Treatment options for Crohn’s disease tend to focus on symptom control, but new research highlights a potential treatment option that targets a pathway in the immune system itself.
Scientists at Case Western Reserve University School of Medicine in Cleveland, OH, have published the results of their 3 year study in the journal Cellular and Molecular Gastroenterology and Hepatology.
Crohn’s disease is a type of inflammatory bowel disease (IBD) that causes chronic inflammation of the gastrointestinal tract.
Current treatment options help alleviate symptoms and manage remission, but scientists are still researching targeted treatment.
The new study focused on just that. It investigated the chronic inflammation that people genetically prone to Crohn’s disease often experience.
Dr. Fabio Cominelli, chief of gastroenterology at University Hospitals Cleveland Medical Center, led the study.
A type of protein called tumor necrosis factor — or tumor necrosis factor-like weak inducer of apoptosis (TWEAK) — interacts with receptors called Fn14 on the surface of the intestine.
This study used mouse models to look at the interaction between the two. The researchers were interested to see if this interplay has a role in protecting the intestine, and whether or not it was also able to trigger inflammation.
For the study, the researchers used genetically engineered mice with a Crohn’s-like condition. The researchers deleted Fn14 receptors in these mice.
Those without receptors experienced less severe inflammation, while those with Fn14 receptors had chronic, ongoing inflammation. The latter group also experienced scarring.
“During early inflammation, TWEAK/Fn14 activates to heal tissue damage,” explains Dr. Cominelli. “However, during later, chronic inflammation, increased and persistent levels of Fn14 may lead to pathologic inflammation and fibrosis.”
Although this was an important finding, the results may not have necessarily translated to humans.
So, Dr. Cominelli and team set out to use molecular diagnostics to examine intestinal tissue from people with and without IBD.
They found that the interaction between TWEAK and Fn14 was overexpressed in people with Crohn’s.

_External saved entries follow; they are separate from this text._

//! HTTP routes.
//!
//! | route                   | handler                               |
//! |-------------------------|---------------------------------------|
//! | `GET /auth-url`         | [`Orchestrator::begin`]               |
//! | `GET /google-callback`  | [`Orchestrator::complete`] (Google)   |
//! | `GET /outlook-callback` | [`Orchestrator::complete`] (Outlook)  |
//! | `GET /callback`         | [`Orchestrator::complete`] (any)      |
//! | `GET /healthz`          | registered providers                  |
//!
//! A callback whose `state` expired is answered with `expired_request` for
//! one more request TTL after expiry. Past that the entry is purged and the
//! same `state` is reported as `csrf_mismatch`.

use axum::extract::rejection::QueryRejection;
use axum::extract::{Query, State};
use axum::http::StatusCode;
use axum::response::{IntoResponse, Response};
use axum::routing::get;
use axum::{Json, Router};
use calfuse_core::ProviderId;
use calfuse_protocol::{
    AuthUrlQuery, AuthUrlResponse, CallbackQuery, ErrorKind, ErrorResponse, EventsResponse,
    HealthResponse,
};
use tracing::debug;

use crate::orchestrator::{Orchestrator, OrchestratorError};

/// Builds the API router.
pub fn router(orchestrator: Orchestrator) -> Router {
    Router::new()
        .route("/auth-url", get(auth_url))
        .route("/google-callback", get(google_callback))
        .route("/outlook-callback", get(outlook_callback))
        .route("/callback", get(callback))
        .route("/healthz", get(healthz))
        .with_state(orchestrator)
}

/// Error returned by every handler, rendered as an [`ErrorResponse`].
#[derive(Debug)]
pub struct ApiError(ErrorResponse);

impl From<OrchestratorError> for ApiError {
    fn from(err: OrchestratorError) -> Self {
        Self(err.to_response())
    }
}

impl From<QueryRejection> for ApiError {
    fn from(rejection: QueryRejection) -> Self {
        Self(ErrorResponse::with_detail(
            ErrorKind::BadRequest,
            rejection.body_text(),
        ))
    }
}

impl IntoResponse for ApiError {
    fn into_response(self) -> Response {
        let status = StatusCode::from_u16(self.0.error.http_status())
            .unwrap_or(StatusCode::INTERNAL_SERVER_ERROR);
        (status, Json(self.0)).into_response()
    }
}

async fn auth_url(
    State(orchestrator): State<Orchestrator>,
    query: Result<Query<AuthUrlQuery>, QueryRejection>,
) -> Result<Json<AuthUrlResponse>, ApiError> {
    let Query(query) = query?;
    let scopes = query.scopes();
    let auth = orchestrator.begin(&query.provider, scopes.as_deref()).await?;
    Ok(Json(AuthUrlResponse {
        url: auth.url.to_string(),
    }))
}

async fn google_callback(
    State(orchestrator): State<Orchestrator>,
    query: Result<Query<CallbackQuery>, QueryRejection>,
) -> Result<Json<EventsResponse>, ApiError> {
    handle_callback(orchestrator, Some(ProviderId::Google), query).await
}

async fn outlook_callback(
    State(orchestrator): State<Orchestrator>,
    query: Result<Query<CallbackQuery>, QueryRejection>,
) -> Result<Json<EventsResponse>, ApiError> {
    handle_callback(orchestrator, Some(ProviderId::Outlook), query).await
}

async fn callback(
    State(orchestrator): State<Orchestrator>,
    query: Result<Query<CallbackQuery>, QueryRejection>,
) -> Result<Json<EventsResponse>, ApiError> {
    handle_callback(orchestrator, None, query).await
}

async fn handle_callback(
    orchestrator: Orchestrator,
    expected_provider: Option<ProviderId>,
    query: Result<Query<CallbackQuery>, QueryRejection>,
) -> Result<Json<EventsResponse>, ApiError> {
    let Query(query) = query?;
    let state = query
        .state
        .filter(|s| !s.is_empty())
        .ok_or(OrchestratorError::MissingParameter("state"))?;

    if let Some(error) = query.error {
        debug!(
            error = %error,
            description = query.error_description.as_deref().unwrap_or_default(),
            "provider returned an error on callback"
        );
        return Err(orchestrator
            .reject(expected_provider, &state, &error)
            .await
            .into());
    }

    let code = query.code.unwrap_or_default();
    let events = orchestrator
        .complete(expected_provider, &code, &state)
        .await?;
    Ok(Json(EventsResponse { events }))
}

async fn healthz(State(orchestrator): State<Orchestrator>) -> Json<HealthResponse> {
    Json(HealthResponse::ok(orchestrator.providers()))
}
//! Static provider configuration.
//!
//! A [`ProviderRegistry`] is built once at startup and never mutated. Each
//! registered provider has one immutable [`ProviderConfig`] that is passed by
//! reference into every OAuth and fetch operation.

use std::collections::BTreeMap;
use std::fmt;

use calfuse_core::ProviderId;
use tracing::{debug, info};
use url::Url;

use crate::error::{ProviderError, ProviderResult};
use crate::{google, outlook};

/// Environment variable prefix for all provider settings.
pub const ENV_PREFIX: &str = "CALFUSE";

/// OAuth and API endpoints plus client credentials for one provider.
#[derive(Clone)]
pub struct ProviderConfig {
    /// Which provider this describes.
    pub id: ProviderId,
    /// Where the user is sent to grant consent.
    pub auth_endpoint: Url,
    /// Where authorization codes are exchanged for tokens.
    pub token_endpoint: Url,
    /// The event listing endpoint.
    pub events_endpoint: Url,
    /// OAuth client id.
    pub client_id: String,
    /// OAuth client secret. Redacted from `Debug` output.
    pub client_secret: String,
    /// Redirect URI registered with the provider.
    pub redirect_uri: Url,
    /// Scopes requested by default; also the upper bound for caller requests.
    pub scopes: Vec<String>,
    /// Additional authorization URL parameters (e.g. `access_type=offline`).
    pub extra_auth_params: Vec<(String, String)>,
}

impl fmt::Debug for ProviderConfig {
    fn fmt(&self, f: &mut fmt::Formatter<'_>) -> fmt::Result {
        f.debug_struct("ProviderConfig")
            .field("id", &self.id)
            .field("auth_endpoint", &self.auth_endpoint.as_str())
            .field("token_endpoint", &self.token_endpoint.as_str())
            .field("events_endpoint", &self.events_endpoint.as_str())
            .field("client_id", &self.client_id)
            .field("client_secret", &"<redacted>")
            .field("redirect_uri", &self.redirect_uri.as_str())
            .field("scopes", &self.scopes)
            .finish()
    }
}

impl ProviderConfig {
    /// Creates a Google Calendar configuration with the public Google endpoints.
    pub fn google(
        client_id: impl Into<String>,
        client_secret: impl Into<String>,
        redirect_uri: &str,
    ) -> ProviderResult<Self> {
        Ok(Self {
            id: ProviderId::Google,
            auth_endpoint: parse_url("auth endpoint", google::AUTH_ENDPOINT)?,
            token_endpoint: parse_url("token endpoint", google::TOKEN_ENDPOINT)?,
            events_endpoint: parse_url("events endpoint", google::EVENTS_ENDPOINT)?,
            client_id: client_id.into(),
            client_secret: client_secret.into(),
            redirect_uri: parse_url("redirect URI", redirect_uri)?,
            scopes: google::DEFAULT_SCOPES.iter().map(|s| s.to_string()).collect(),
            extra_auth_params: google::extra_auth_params(),
        })
    }

    /// Creates an Outlook (Microsoft Graph) configuration for the given tenant.
    pub fn outlook(
        tenant: &str,
        client_id: impl Into<String>,
        client_secret: impl Into<String>,
        redirect_uri: &str,
    ) -> ProviderResult<Self> {
        Ok(Self {
            id: ProviderId::Outlook,
            auth_endpoint: parse_url("auth endpoint", &outlook::auth_endpoint(tenant))?,
            token_endpoint: parse_url("token endpoint", &outlook::token_endpoint(tenant))?,
            events_endpoint: parse_url("events endpoint", outlook::EVENTS_ENDPOINT)?,
            client_id: client_id.into(),
            client_secret: client_secret.into(),
            redirect_uri: parse_url("redirect URI", redirect_uri)?,
            scopes: outlook::DEFAULT_SCOPES.iter().map(|s| s.to_string()).collect(),
            extra_auth_params: outlook::extra_auth_params(),
        })
    }

    /// Builder method to override the authorization endpoint.
    pub fn with_auth_endpoint(mut self, url: Url) -> Self {
        self.auth_endpoint = url;
        self
    }

    /// Builder method to override the token endpoint.
    pub fn with_token_endpoint(mut self, url: Url) -> Self {
        self.token_endpoint = url;
        self
    }

    /// Builder method to override the events endpoint.
    pub fn with_events_endpoint(mut self, url: Url) -> Self {
        self.events_endpoint = url;
        self
    }

    /// Builder method to replace the scope set. Duplicates are dropped, order kept.
    pub fn with_scopes<I, S>(mut self, scopes: I) -> Self
    where
        I: IntoIterator<Item = S>,
        S: Into<String>,
    {
        let mut unique = Vec::new();
        for scope in scopes {
            let scope = scope.into();
            if !scope.is_empty() && !unique.contains(&scope) {
                unique.push(scope);
            }
        }
        self.scopes = unique;
        self
    }

    /// Checks that every field required for the OAuth flow is present.
    pub fn validate(&self) -> ProviderResult<()> {
        let fail = |what: &str| {
            Err(ProviderError::configuration(format!("{what} must not be empty")).with_provider(self.id))
        };
        if self.client_id.trim().is_empty() {
            return fail("client_id");
        }
        if self.client_secret.trim().is_empty() {
            return fail("client_secret");
        }
        if self.scopes.is_empty() {
            return fail("scope");
        }
        for (name, url) in [
            ("auth endpoint", &self.auth_endpoint),
            ("token endpoint", &self.token_endpoint),
            ("events endpoint", &self.events_endpoint),
            ("redirect URI", &self.redirect_uri),
        ] {
            if !matches!(url.scheme(), "http" | "https") || url.host_str().is_none() {
                return Err(ProviderError::configuration(format!(
                    "{name} must be an absolute http(s) URL"
                ))
                .with_provider(self.id));
            }
        }
        Ok(())
    }
}

fn parse_url(what: &str, value: &str) -> ProviderResult<Url> {
    Url::parse(value.trim())
        .map_err(|e| ProviderError::configuration(format!("invalid {what}: {e}")).with_source(e))
}

/// The set of configured providers.
#[derive(Debug, Clone)]
pub struct ProviderRegistry {
    providers: BTreeMap<ProviderId, ProviderConfig>,
}

impl ProviderRegistry {
    /// Creates a registry from validated configurations.
    ///
    /// Fails if any config is invalid, if a provider appears twice, or if
    /// the list is empty.
    pub fn new(configs: impl IntoIterator<Item = ProviderConfig>) -> ProviderResult<Self> {
        let mut providers = BTreeMap::new();
        for config in configs {
            config.validate()?;
            let id = config.id;
            if providers.insert(id, config).is_some() {
                return Err(ProviderError::configuration(format!(
                    "provider '{id}' configured more than once"
                )));
            }
        }
        if providers.is_empty() {
            return Err(ProviderError::configuration(
                "no calendar provider configured",
            ));
        }
        Ok(Self { providers })
    }

    /// Builds the registry from process environment variables.
    ///
    /// See [`ProviderRegistry::from_lookup`] for the variables read.
    pub fn from_env() -> ProviderResult<Self> {
        Self::from_lookup(|key| std::env::var(key).ok())
    }

    /// Builds the registry from a key/value lookup.
    ///
    /// For each provider `P` in `GOOGLE`, `OUTLOOK`:
    /// - `CALFUSE_P_CLIENT_ID`, `CALFUSE_P_CLIENT_SECRET`, `CALFUSE_P_REDIRECT_URI`
    ///   are required together; a provider with none of them is skipped.
    /// - `CALFUSE_P_AUTH_ENDPOINT`, `CALFUSE_P_TOKEN_ENDPOINT`,
    ///   `CALFUSE_P_EVENTS_ENDPOINT`, `CALFUSE_P_SCOPES` optionally override defaults.
    /// - `CALFUSE_OUTLOOK_TENANT` selects the Microsoft tenant (default `common`).
    pub fn from_lookup<F>(lookup: F) -> ProviderResult<Self>
    where
        F: Fn(&str) -> Option<String>,
    {
        let get = |provider: ProviderId, key: &str| {
            let name = env_key(provider, key);
            lookup(&name).filter(|v| !v.trim().is_empty())
        };

        let mut configs = Vec::new();
        for provider in ProviderId::ALL {
            let client_id = get(provider, "CLIENT_ID");
            let client_secret = get(provider, "CLIENT_SECRET");
            let redirect_uri = get(provider, "REDIRECT_URI");

            let (client_id, client_secret, redirect_uri) =
                match (client_id, client_secret, redirect_uri) {
                    (None, None, None) => {
                        debug!(provider = %provider, "provider not configured, skipping");
                        continue;
                    }
                    (Some(id), Some(secret), Some(uri)) => (id, secret, uri),
                    (id, secret, uri) => {
                        let missing: Vec<_> = [
                            ("CLIENT_ID", id.is_none()),
                            ("CLIENT_SECRET", secret.is_none()),
                            ("REDIRECT_URI", uri.is_none()),
                        ]
                        .into_iter()
                        .filter(|(_, absent)| *absent)
                        .map(|(key, _)| env_key(provider, key))
                        .collect();
                        return Err(ProviderError::configuration(format!(
                            "incomplete configuration, missing {}",
                            missing.join(", ")
                        ))
                        .with_provider(provider));
                    }
                };

            let mut config = match provider {
                ProviderId::Google => ProviderConfig::google(client_id, client_secret, &redirect_uri)?,
                ProviderId::Outlook => {
                    let tenant = lookup(&format!("{ENV_PREFIX}_OUTLOOK_TENANT"))
                        .filter(|t| !t.trim().is_empty())
                        .unwrap_or_else(|| outlook::DEFAULT_TENANT.to_string());
                    ProviderConfig::outlook(&tenant, client_id, client_secret, &redirect_uri)?
                }
            };

            if let Some(url) = get(provider, "AUTH_ENDPOINT") {
                config = config.with_auth_endpoint(parse_url("auth endpoint", &url)?);
            }
            if let Some(url) = get(provider, "TOKEN_ENDPOINT") {
                config = config.with_token_endpoint(parse_url("token endpoint", &url)?);
            }
            if let Some(url) = get(provider, "EVENTS_ENDPOINT") {
                config = config.with_events_endpoint(parse_url("events endpoint", &url)?);
            }
            if let Some(scopes) = get(provider, "SCOPES") {
                config = config.with_scopes(scopes.split_whitespace());
            }

            info!(provider = %provider, client_id = %config.client_id, "provider configured");
            configs.push(config);
        }

        Self::new(configs)
    }

    /// Looks up a provider's configuration.
    pub fn get(&self, id: ProviderId) -> ProviderResult<&ProviderConfig> {
        self.providers
            .get(&id)
            .ok_or_else(|| ProviderError::unknown_provider(id))
    }

    /// Looks up a provider by its wire name (`google`, `outlook`).
    pub fn get_by_name(&self, name: &str) -> ProviderResult<&ProviderConfig> {
        let id: ProviderId = name.parse()?;
        self.get(id)
    }

    /// Returns the registered provider ids in stable order.
    pub fn providers(&self) -> Vec<ProviderId> {
        self.providers.keys().copied().collect()
    }
}

fn env_key(provider: ProviderId, key: &str) -> String {
    format!("{}_{}_{}", ENV_PREFIX, provider.as_str().to_ascii_uppercase(), key)
}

In the United States, IBD affects around 3 million people. Crohn’s disease, which is one type of IBD, can affect any part of the gastrointestinal tract but most commonly affects the end of the small bowel and beginning of the colon.
Although the condition can affect everyone differently, there are some signs and symptoms that many people experience.
- ongoing diarrhea
- rectal bleeding
- an urgent need to defecate
- abdominal cramps
- abdominal pain
- a feeling of incomplete bowel evacuation
There are also potential complications, including appetite loss, weight loss, low energy, and fatigue. In severe cases, complications may include fissures, fistulas, and strictures, all of which can be painful and, in some cases, dangerous.
Treatment includes medications that suppress the immune system so it stops causing inflammation.
Also, a doctor might recommend changing the diet to help reduce symptoms, replace lost nutrients, and help the gastrointestinal tract heal.
The scientists suspect that if there was a way to block Fn14 using medication, it could make a huge difference in the impact that Crohn’s disease has on the human body.
Such a pharmcological intervention could improve inflammation and reduce the scarring that often accompanies the condition.
Also, there may be implications for colorectal cancer; those who have IBD and experience chronic inflammation are at greater risk of developing colorectal cancer.
If this potential treatment alleviates inflammation and scarring, it could also reduce a person’s risk of this type of cancer.
“This research establishes the rationale for investigating innovative therapies that can improve and save lives.”
Dr. Fabio Cominelli